### Records supplied
// ==========================================
// 导入 → 暂存 → 发运 端到端测试
// ==========================================
// 承运商使用 ScriptedCarrier 替身，台账/配置使用临时 SQLite
// ==========================================


use packing_dispatch::config::config_keys;
use packing_dispatch::dispatch::CarrierError;
use packing_dispatch::domain::DispatchStatus;
use packing_dispatch::logging;
use test_helpers::{
    build_state, create_test_db, order_row, orders_xlsx, RecordingSupplyService, ScriptedCarrier,
};

const SESSION: &str = "session-1";

#[tokio::test]
async fn test_rows_sharing_reference_become_one_shipment() {
    logging::init_test();
    let (_tmp, db_path) = create_test_db().unwrap();
    let carrier = ScriptedCarrier::new();
    let state = build_state(&db_path, carrier.clone(), RecordingSupplyService::accepting()).await;

    let bytes = orders_xlsx(&[
        Some(order_row("REF-A", "UCC-001", "64000")),
        Some(order_row("REF-B", "UCC-002", "64000")),
        Some(order_row("REF-A", "UCC-003", "64000")),
    ]);
    let imported = state
        .shipment_api
        .import_file(SESSION, "ordenes.xlsx", &bytes)
        .await
        .unwrap();
    assert_eq!(imported.status, 1);
    assert_eq!(imported.message, "File Imported Successfully");
    assert_eq!(imported.list.len(), 3);

    let response = state.shipment_api.dispatch(SESSION).await.unwrap();

    assert_eq!(response.status, 1);
    assert_eq!(response.report.total_groups, 2);
    assert_eq!(response.report.succeeded, 2);
    assert_eq!(response.message, "2 shipment(s) dispatched");

    let calls = carrier.calls();
    assert_eq!(calls.len(), 2);
    let embarque_a = &calls[0].embarques.embarque;
    assert_eq!(calls[0].siglas_cliente, "SOR");
    assert_eq!(embarque_a.referencia2, "REF-A");
    assert_eq!(embarque_a.ucc_list, vec!["UCC-001", "UCC-003"]);
    assert_eq!(embarque_a.codigo_postal, 64000);
    assert_eq!(embarque_a.telefono, "8112345678");
    assert_eq!(embarque_a.referencia7, response.report.outcomes[0].idempotency_key.clone().unwrap());

    // 全部完成后暂存清空
    let staged = state.shipment_api.list_staged(SESSION).unwrap();
    assert!(staged.success);
    assert!(staged.data.is_empty());
}

#[tokio::test]
async fn test_invalid_group_is_rejected_and_stays_staged() {
    let (_tmp, db_path) = create_test_db().unwrap();
    let carrier = ScriptedCarrier::new();
    let state = build_state(&db_path, carrier.clone(), RecordingSupplyService::accepting()).await;

    let bytes = orders_xlsx(&[
        Some(order_row("REF-A", "UCC-001", "64000")),
        Some(order_row("REF-B", "UCC-002", "64O00")),
    ]);
    state
        .shipment_api
        .import_file(SESSION, "ordenes.xlsx", &bytes)
        .await
        .unwrap();

    let response = state.shipment_api.dispatch(SESSION).await.unwrap();

    assert_eq!(response.status, 0);
    assert_eq!(response.report.succeeded, 1);
    assert_eq!(response.report.failed, 1);
    assert!(response.message.contains("1 of 2"));

    let rejected = &response.report.outcomes[1];
    assert_eq!(rejected.referencia, "REF-B");
    assert_eq!(rejected.status, DispatchStatus::Rejected);
    assert!(rejected.message.contains("invalid postal code"));
    assert_eq!(rejected.attempts, 0);

    // 拒绝的分组不调用承运商
    assert_eq!(carrier.call_count("REF-B"), 0);

    let staged = state.shipment_api.list_staged(SESSION).unwrap();
    assert_eq!(staged.data.len(), 1);
    assert_eq!(staged.data[0].referencia, "REF-B");
    assert_eq!(staged.data[0].row_number, 3);

    let ledger = state.ledger.list_by_referencia("REF-B").unwrap();
    assert_eq!(ledger.len(), 1);
    assert_eq!(ledger[0].status, DispatchStatus::Rejected);
}

#[tokio::test]
async fn test_redispatch_of_same_data_is_skipped() {
    let (_tmp, db_path) = create_test_db().unwrap();
    let carrier = ScriptedCarrier::new();
    let state = build_state(&db_path, carrier.clone(), RecordingSupplyService::accepting()).await;

    let bytes = orders_xlsx(&[
        Some(order_row("REF-A", "UCC-001", "64000")),
        Some(order_row("REF-B", "UCC-002", "64000")),
    ]);

    state.shipment_api.import_file(SESSION, "ordenes.xlsx", &bytes).await.unwrap();
    let first = state.shipment_api.dispatch(SESSION).await.unwrap();
    assert_eq!(first.report.succeeded, 2);

    // 同一文件重新导入后再次发运
    state.shipment_api.import_file(SESSION, "ordenes.xlsx", &bytes).await.unwrap();
    let second = state.shipment_api.dispatch(SESSION).await.unwrap();

    assert_eq!(second.status, 1);
    assert_eq!(second.report.skipped, 2);
    assert_eq!(second.report.succeeded, 0);
    assert!(second
        .report
        .outcomes
        .iter()
        .all(|o| o.status == DispatchStatus::Skipped && o.message == "already dispatched"));
    assert_eq!(carrier.calls().len(), 2);
}

#[tokio::test]
async fn test_changed_pallets_are_a_new_shipment() {
    let (_tmp, db_path) = create_test_db().unwrap();
    let carrier = ScriptedCarrier::new();
    let state = build_state(&db_path, carrier.clone(), RecordingSupplyService::accepting()).await;

    let first = orders_xlsx(&[Some(order_row("REF-A", "UCC-001", "64000"))]);
    state.shipment_api.import_file(SESSION, "ordenes.xlsx", &first).await.unwrap();
    state.shipment_api.dispatch(SESSION).await.unwrap();

    let second = orders_xlsx(&[
        Some(order_row("REF-A", "UCC-001", "64000")),
        Some(order_row("REF-A", "UCC-009", "64000")),
    ]);
    state.shipment_api.import_file(SESSION, "ordenes.xlsx", &second).await.unwrap();
    let response = state.shipment_api.dispatch(SESSION).await.unwrap();

    assert_eq!(response.report.succeeded, 1);
    assert_eq!(carrier.call_count("REF-A"), 2);
}

#[tokio::test]
async fn test_transient_errors_are_retried() {
    let (_tmp, db_path) = create_test_db().unwrap();
    let carrier = ScriptedCarrier::new();
    carrier.fail_next(
        "REF-A",
        vec![
            CarrierError::Timeout(30_000),
            CarrierError::HttpStatus {
                status: 503,
                body: "Service Unavailable".to_string(),
            },
        ],
    );
    let state = build_state(&db_path, carrier.clone(), RecordingSupplyService::accepting()).await;

    let bytes = orders_xlsx(&[Some(order_row("REF-A", "UCC-001", "64000"))]);
    state.shipment_api.import_file(SESSION, "ordenes.xlsx", &bytes).await.unwrap();
    let response = state.shipment_api.dispatch(SESSION).await.unwrap();

    let outcome = &response.report.outcomes[0];
    assert_eq!(outcome.status, DispatchStatus::Succeeded);
    assert_eq!(outcome.attempts, 3);
    assert_eq!(carrier.call_count("REF-A"), 3);

    let ledger = state.ledger.list_by_referencia("REF-A").unwrap();
    assert_eq!(ledger[0].status, DispatchStatus::Succeeded);
    assert_eq!(ledger[0].attempts, 3);
}

#[tokio::test]
async fn test_retries_exhausted_marks_failed_and_keeps_rows() {
    let (_tmp, db_path) = create_test_db().unwrap();
    let carrier = ScriptedCarrier::new();
    carrier.fail_next(
        "REF-A",
        vec![
            CarrierError::Transport("connection refused".to_string()),
            CarrierError::Transport("connection refused".to_string()),
            CarrierError::Transport("connection refused".to_string()),
        ],
    );
    let state = build_state(&db_path, carrier.clone(), RecordingSupplyService::accepting()).await;

    let bytes = orders_xlsx(&[
        Some(order_row("REF-A", "UCC-001", "64000")),
        Some(order_row("REF-B", "UCC-002", "64000")),
    ]);
    state.shipment_api.import_file(SESSION, "ordenes.xlsx", &bytes).await.unwrap();
    let response = state.shipment_api.dispatch(SESSION).await.unwrap();

    let failed = &response.report.outcomes[0];
    assert_eq!(failed.status, DispatchStatus::Failed);
    assert_eq!(failed.attempts, 3);
    assert!(failed.message.contains("connection refused"));
    // 单组失败不影响后续分组
    assert_eq!(response.report.outcomes[1].status, DispatchStatus::Succeeded);

    let staged = state.shipment_api.list_staged(SESSION).unwrap();
    assert_eq!(staged.data.len(), 1);
    assert_eq!(staged.data[0].referencia, "REF-A");

    // 再次发运只处理剩余分组，且能成功
    let retry = state.shipment_api.dispatch(SESSION).await.unwrap();
    assert_eq!(retry.status, 1);
    assert_eq!(retry.report.total_groups, 1);
    assert_eq!(retry.report.succeeded, 1);
    assert_eq!(carrier.call_count("REF-B"), 1);
}

#[tokio::test]
async fn test_fault_is_not_retried() {
    let (_tmp, db_path) = create_test_db().unwrap();
    let carrier = ScriptedCarrier::new();
    carrier.fail_next(
        "REF-A",
        vec![CarrierError::Fault {
            code: "s:Client".to_string(),
            message: "Cliente no valido".to_string(),
        }],
    );
    let state = build_state(&db_path, carrier.clone(), RecordingSupplyService::accepting()).await;

    let bytes = orders_xlsx(&[Some(order_row("REF-A", "UCC-001", "64000"))]);
    state.shipment_api.import_file(SESSION, "ordenes.xlsx", &bytes).await.unwrap();
    let response = state.shipment_api.dispatch(SESSION).await.unwrap();

    let outcome = &response.report.outcomes[0];
    assert_eq!(outcome.status, DispatchStatus::Failed);
    assert_eq!(outcome.attempts, 1);
    assert!(outcome.message.contains("Cliente no valido"));
    assert_eq!(carrier.call_count("REF-A"), 1);
}

#[tokio::test]
async fn test_dispatch_without_staged_batch() {
    let (_tmp, db_path) = create_test_db().unwrap();
    let carrier = ScriptedCarrier::new();
    let state = build_state(&db_path, carrier.clone(), RecordingSupplyService::accepting()).await;

    let response = state.shipment_api.dispatch("nobody").await.unwrap();

    assert_eq!(response.status, 1);
    assert_eq!(response.report.total_groups, 0);
    assert!(response.report.batch_id.is_none());
    assert!(carrier.calls().is_empty());
}

#[tokio::test]
async fn test_capacity_overflow_rejects_group() {
    let (_tmp, db_path) = create_test_db().unwrap();
    let carrier = ScriptedCarrier::new();
    let state = build_state(&db_path, carrier.clone(), RecordingSupplyService::accepting()).await;
    state
        .config
        .set_config_value(config_keys::MAX_ITEMS_PER_SHIPMENT, "1")
        .unwrap();

    let bytes = orders_xlsx(&[
        Some(order_row("REF-A", "UCC-001", "64000")),
        Some(order_row("REF-A", "UCC-002", "64000")),
        Some(order_row("REF-B", "UCC-003", "64000")),
    ]);
    state.shipment_api.import_file(SESSION, "ordenes.xlsx", &bytes).await.unwrap();
    let response = state.shipment_api.dispatch(SESSION).await.unwrap();

    let overflow = &response.report.outcomes[0];
    assert_eq!(overflow.status, DispatchStatus::Rejected);
    assert_eq!(overflow.message, "too many items: 2 > 1");
    assert_eq!(response.report.outcomes[1].status, DispatchStatus::Succeeded);
    assert_eq!(carrier.call_count("REF-A"), 0);
}

#[tokio::test]
async fn test_failed_import_keeps_previous_staging() {
    let (_tmp, db_path) = create_test_db().unwrap();
    let carrier = ScriptedCarrier::new();
    let state = build_state(&db_path, carrier.clone(), RecordingSupplyService::accepting()).await;

    let good = orders_xlsx(&[Some(order_row("REF-A", "UCC-001", "64000"))]);
    let imported = state
        .shipment_api
        .import_file(SESSION, "ordenes.xlsx", &good)
        .await
        .unwrap();

    let mut bad_row = order_row("REF-B", "UCC-002", "64000");
    bad_row[2] = String::new();
    let bad = orders_xlsx(&[Some(bad_row)]);
    let failed = state
        .shipment_api
        .import_file(SESSION, "ordenes.xlsx", &bad)
        .await
        .unwrap();

    assert_eq!(failed.status, 0);
    assert!(failed.message.starts_with("Import failed"));
    assert!(failed.list.is_empty());

    let first = state.shipment_api.list_staged(SESSION).unwrap();
    let second = state.shipment_api.list_staged(SESSION).unwrap();
    assert_eq!(first.batch_id, imported.batch_id);
    assert_eq!(first.data, second.data);
    assert_eq!(first.data[0].referencia, "REF-A");
}

#[tokio::test]
async fn test_sessions_are_isolated() {
    let (_tmp, db_path) = create_test_db().unwrap();
    let carrier = ScriptedCarrier::new();
    let state = build_state(&db_path, carrier.clone(), RecordingSupplyService::accepting()).await;

    let bytes = orders_xlsx(&[Some(order_row("REF-A", "UCC-001", "64000"))]);
    state.shipment_api.import_file("alpha", "ordenes.xlsx", &bytes).await.unwrap();

    assert!(state.shipment_api.list_staged("beta").unwrap().data.is_empty());
    let response = state.shipment_api.dispatch("beta").await.unwrap();
    assert_eq!(response.report.total_groups, 0);
    assert_eq!(state.shipment_api.list_staged("alpha").unwrap().data.len(), 1);
}

#[tokio::test]
async fn test_carrier_settings_are_reread_for_each_dispatch() {
    let (_tmp, db_path) = create_test_db().unwrap();
    let carrier = ScriptedCarrier::new();
    let state = build_state(&db_path, carrier.clone(), RecordingSupplyService::accepting()).await;

    let first = orders_xlsx(&[Some(order_row("REF-A", "UCC-001", "64000"))]);
    state.shipment_api.import_file(SESSION, "ordenes.xlsx", &first).await.unwrap();
    state.shipment_api.dispatch(SESSION).await.unwrap();

    state
        .config
        .set_config_value(config_keys::CARRIER_ENDPOINT_URL, "http://carrier-b.local/Embarques.svc")
        .unwrap();
    state
        .config
        .set_config_value(config_keys::CARRIER_CLIENT_CODE, "CDS")
        .unwrap();

    let second = orders_xlsx(&[Some(order_row("REF-B", "UCC-002", "64000"))]);
    state.shipment_api.import_file(SESSION, "ordenes.xlsx", &second).await.unwrap();
    let response = state.shipment_api.dispatch(SESSION).await.unwrap();
    assert_eq!(response.status, 1);

    let endpoints = carrier.endpoints();
    assert_eq!(endpoints.len(), 2);
    assert_eq!(endpoints[0], "http://localhost:8089/EmbarquesService.svc");
    assert_eq!(endpoints[1], "http://carrier-b.local/Embarques.svc");
    assert_eq!(carrier.calls()[1].siglas_cliente, "CDS");
}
######
Problem to work on: Provide nothing but the number of lines in the material above in which the string "alpha" is found.

Written response: 2